第523話目移り
「どういうこと?そーくん私以外の女に目移りしたの?」
「め、目移りっていうか・・・その・・・」
「何?さっき私以外の女のこと美人って言ってたよね?」
「いや・・・はい」
俺は言い訳することを諦め、素直に認めることにした。
「彼女がいるのに彼女以外の人のことを彼女の目の前で美人って言うのはどうなの?ねえ、裏で言ってても極刑だけど目の前で言うってことは私に逆らう意思があるってことなのかな?」
「そう、じゃないんだけど・・・」
「じゃあどう言うことなの?」
「その・・・な?」
「なじゃわからないよ」
「・・・・・・」
俺が言葉を失って沈黙してしまっていると、レンタル彼女もとい少女が口を開いた。
「私が綺麗すぎたから見惚れただけでしょ?あんたが私より綺麗じゃないから仕方ないけど」
「・・・そうなの?そーくん」
「ち、違う、そうじゃなくて・・・も、もちろん初音の方が綺麗なんだけど、ちょっと心の隙を突かれたというかなんというかで・・・」
「先輩先輩!私は?私はどうですかっ?!」
あゆが目を輝かせてそう質問してくるが、こんな状況でそんな問いに答えられるわけもないのでスルーする。
「心の隙って何?」
・・・俺はこれ以上言い訳しても仕方ないと思い決意を固め謝ることにした。
「・・・ごめんなさい」
「私以外の女に目移りしたのに謝っただけで許されると思ってるの?」
「だから私が綺麗だっただけでしょ?仕方ないじゃん、女の負け惜しみは見苦しいよ?」
「・・・お金渡すから早く出てってくれる?」
「無理」
「なんで?犯罪行為で訴えるよ?」
・・・過去に初音がしてきたことは水に流れてそうだな。
「犯罪じゃないよ、だって私そこの子彼女だもん」
「・・・は?」
初音は俺のことを虚の目で見つめる。
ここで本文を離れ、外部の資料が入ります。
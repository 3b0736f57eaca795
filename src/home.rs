//! Home screen: first-run disclaimer and the at-a-glance summary.
//!
//! The disclaimer is shown until acknowledged once. If storage cannot be
//! read the disclaimer is shown again rather than silently skipped.

use serde::Serialize;

use crate::community::PostStore;
use crate::journal::SymptomJournal;
use crate::learn::SavedArticles;
use crate::store::{self, keys, SharedStore};

pub const DISCLAIMER_TITLE: &str = "Important Disclaimer";

pub const DISCLAIMER_BODY: &[&str] = &[
    "This is an educational tool. The information provided, including responses from our AI \
     assistant, is not a substitute for professional dental advice.",
    "This AI cannot and will not make a diagnosis or give treatment advice. Please consult a \
     qualified dentist for any health concerns.",
];

// ---------------------------------------------------------------------------
// Onboarding
// ---------------------------------------------------------------------------

pub struct Onboarding;

impl Onboarding {
    pub fn needs_disclaimer(store: &SharedStore) -> bool {
        !store::read_flag(store.as_ref(), keys::SEEN_DISCLAIMER)
    }

    /// Record that the disclaimer was dismissed. A failed write only means
    /// it will be shown again next time.
    pub fn acknowledge(store: &SharedStore) {
        if store::write_flag(store.as_ref(), keys::SEEN_DISCLAIMER) {
            tracing::info!("Disclaimer acknowledged");
        }
    }
}

// ---------------------------------------------------------------------------
// Summary
// ---------------------------------------------------------------------------

/// Counts for the home header.
#[derive(Debug, Clone, PartialEq, Eq, Serialize)]
pub struct HomeSummary {
    pub symptom_logs: usize,
    pub community_posts: usize,
    pub saved_articles: usize,
    pub has_assistant_avatar: bool,
    pub needs_disclaimer: bool,
}

impl HomeSummary {
    pub fn collect(
        store: &SharedStore,
        journal: &SymptomJournal,
        posts: &PostStore,
        saved: &SavedArticles,
    ) -> Self {
        Self {
            symptom_logs: journal.logs().len(),
            community_posts: posts.posts().len(),
            saved_articles: saved.count(),
            has_assistant_avatar: posts.ai_avatar().is_some_and(|a| !a.is_empty()),
            needs_disclaimer: Onboarding::needs_disclaimer(store),
        }
    }
}
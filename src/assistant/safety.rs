//! Post-generation review of assistant answers.
//!
//! The system instruction already forbids diagnosis and prescription; this
//! is the backstop. Flagged answers are kept and get a reminder appended.

use std::sync::LazyLock;

use regex::Regex;

#[derive(Debug, Clone, Copy, PartialEq, Eq)]
pub enum ConcernCategory {
    Diagnostic,
    Prescriptive,
}

/// A matched phrase in an answer.
#[derive(Debug, Clone, PartialEq, Eq)]
pub struct Concern {
    pub category: ConcernCategory,
    pub description: &'static str,
    pub matched: String,
}

struct SafetyPattern {
    regex: Regex,
    category: ConcernCategory,
    description: &'static str,
}

const PATTERN_SOURCES: &[(&str, ConcernCategory, &str)] = &[
    (
        r"(?i)\byou\s+(?:likely|probably|possibly|definitely|clearly)\s+have\b",
        ConcernCategory::Diagnostic,
        "Speculative diagnosis: 'you probably have'",
    ),
    (
        r"(?i)\byou\s+(?:appear|seem)\s+to\s+have\b",
        ConcernCategory::Diagnostic,
        "Implied diagnosis: 'you appear to have'",
    ),
    (
        r"(?i)\byou\s+are\s+suffering\s+from\b",
        ConcernCategory::Diagnostic,
        "Direct diagnosis: 'you are suffering from'",
    ),
    (
        r"(?i)\bthis\s+(?:means|indicates|confirms)\s+(?:that\s+)?you\s+have\b",
        ConcernCategory::Diagnostic,
        "Indirect diagnosis: 'this means you have'",
    ),
    (
        r"(?i)\byour\s+(?:diagnosis|condition)\s+is\b",
        ConcernCategory::Diagnostic,
        "Condition assertion: 'your diagnosis is'",
    ),
    (
        r"(?i)\byou\s+should\s+(?:take|stop\s+taking|start\s+taking)\b",
        ConcernCategory::Prescriptive,
        "Medication instruction: 'you should take'",
    ),
    (
        r"(?i)\b(?:take|use)\s+\d+\s*(?:mg|milligrams?|ml|tablets?|pills?|capsules?)\b",
        ConcernCategory::Prescriptive,
        "Dosage instruction: 'take 400 mg'",
    ),
    (
        r"(?i)\bI\s+(?:would\s+)?prescribe\b",
        ConcernCategory::Prescriptive,
        "Prescription: 'I prescribe'",
    ),
    (
        r"(?i)\bthe\s+(?:best|right|recommended)\s+treatment\s+(?:for\s+you\s+)?(?:is|would\s+be)\b",
        ConcernCategory::Prescriptive,
        "Treatment recommendation: 'the best treatment is'",
    ),
];

static PATTERNS: LazyLock<Vec<SafetyPattern>> = LazyLock::new(|| {
    PATTERN_SOURCES
        .iter()
        .filter_map(|&(source, category, description)| match Regex::new(source) {
            Ok(regex) => Some(SafetyPattern {
                regex,
                category,
                description,
            }),
            Err(e) => {
                tracing::error!(description, error = %e, "Skipping invalid safety pattern");
                None
            }
        })
        .collect()
});

pub const SAFETY_REMINDER: &str = "Please remember: I can only share general oral health \
information. I can't diagnose conditions or recommend treatment, so please see a qualified \
dentist or visit your nearest public clinic about your specific situation.";

/// Every concerning phrase in `text`, in pattern order.
pub fn review(text: &str) -> Vec<Concern> {
    PATTERNS
        .iter()
        .filter_map(|p| {
            p.regex.find(text).map(|m| Concern {
                category: p.category,
                description: p.description,
                matched: m.as_str().to_string(),
            })
        })
        .collect()
}

/// The answer as shown to the user: unchanged when clean, otherwise with
/// the reminder appended as its own paragraph.
pub fn with_reminder(text: &str) -> String {
    let concerns = review(text);
    if concerns.is_empty() {
        return text.to_string();
    }
    tracing::warn!(
        count = concerns.len(),
        first = concerns[0].description,
        "Assistant answer flagged by safety review"
    );
    format!("{}\n\n{SAFETY_REMINDER}", text.trim_end())
}

#[cfg(test)]
mod tests {
    use super::*;

    #[test]
    fn all_patterns_compile() {
        assert_eq!(PATTERNS.len(), PATTERN_SOURCES.len());
    }

    #[test]
    fn educational_answer_is_clean() {
        let text = "Brush twice a day for two minutes with a fluoride toothpaste, and floss \
                    once a day. If your gums bleed often, it is a good idea to see a dentist.";
        assert!(review(text).is_empty());
        assert_eq!(with_reminder(text), text);
    }

    #[test]
    fn diagnostic_phrasing_is_flagged() {
        let concerns = review("From what you describe, you probably have gingivitis.");
        assert_eq!(concerns.len(), 1);
        assert_eq!(concerns[0].category, ConcernCategory::Diagnostic);
        assert_eq!(concerns[0].matched, "you probably have");
    }

    #[test]
    fn dosage_is_flagged() {
        let concerns = review("Take 400 mg of ibuprofen every six hours.");
        assert!(concerns
            .iter()
            .any(|c| c.category == ConcernCategory::Prescriptive));
    }

    #[test]
    fn reminder_is_appended_once() {
        let shown = with_reminder("This means you have an abscess.\n");
        assert!(shown.starts_with("This means you have an abscess.\n\n"));
        assert!(shown.ends_with(SAFETY_REMINDER));
        assert_eq!(shown.matches(SAFETY_REMINDER).count(), 1);
    }
}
・・・え?
「ま、待て待て!?付き合ってなんてない、本当だ!っていうか何を言ってるんだ!」
「だって今私レンタル彼女なんでしょ?だったら彼女じゃん」
あぁ、そういうことか・・・とはならない!
「だからそれも時効でお金だけ渡すから、早く出て行ってくれる?」
初音は俺から視線を逸らして少女の方を向いて言った。
・・・が、ここでほとんど黙っていたあゆが口を開く。
「別に良いじゃないですかぁ〜ご飯だって人が多い方が美味しいですよ〜?」
「・・・ご飯?」
そう言えば薄らと良い匂いが匂ってきたな・・・この文章だけ見ると確実に変態扱いされるだろうけど、そういう意味じゃなくて。
料理の良い匂いがしてきた。
「は?なんで─────」
「まぁまぁ〜、みんなでご飯食べましょうよ〜♪」
・・・あゆはこの少女にいてもらいたい理由でもあるのか?
・・・よくわからないけど、こうして俺たちはあゆに押し切られる形でリビングに向かった。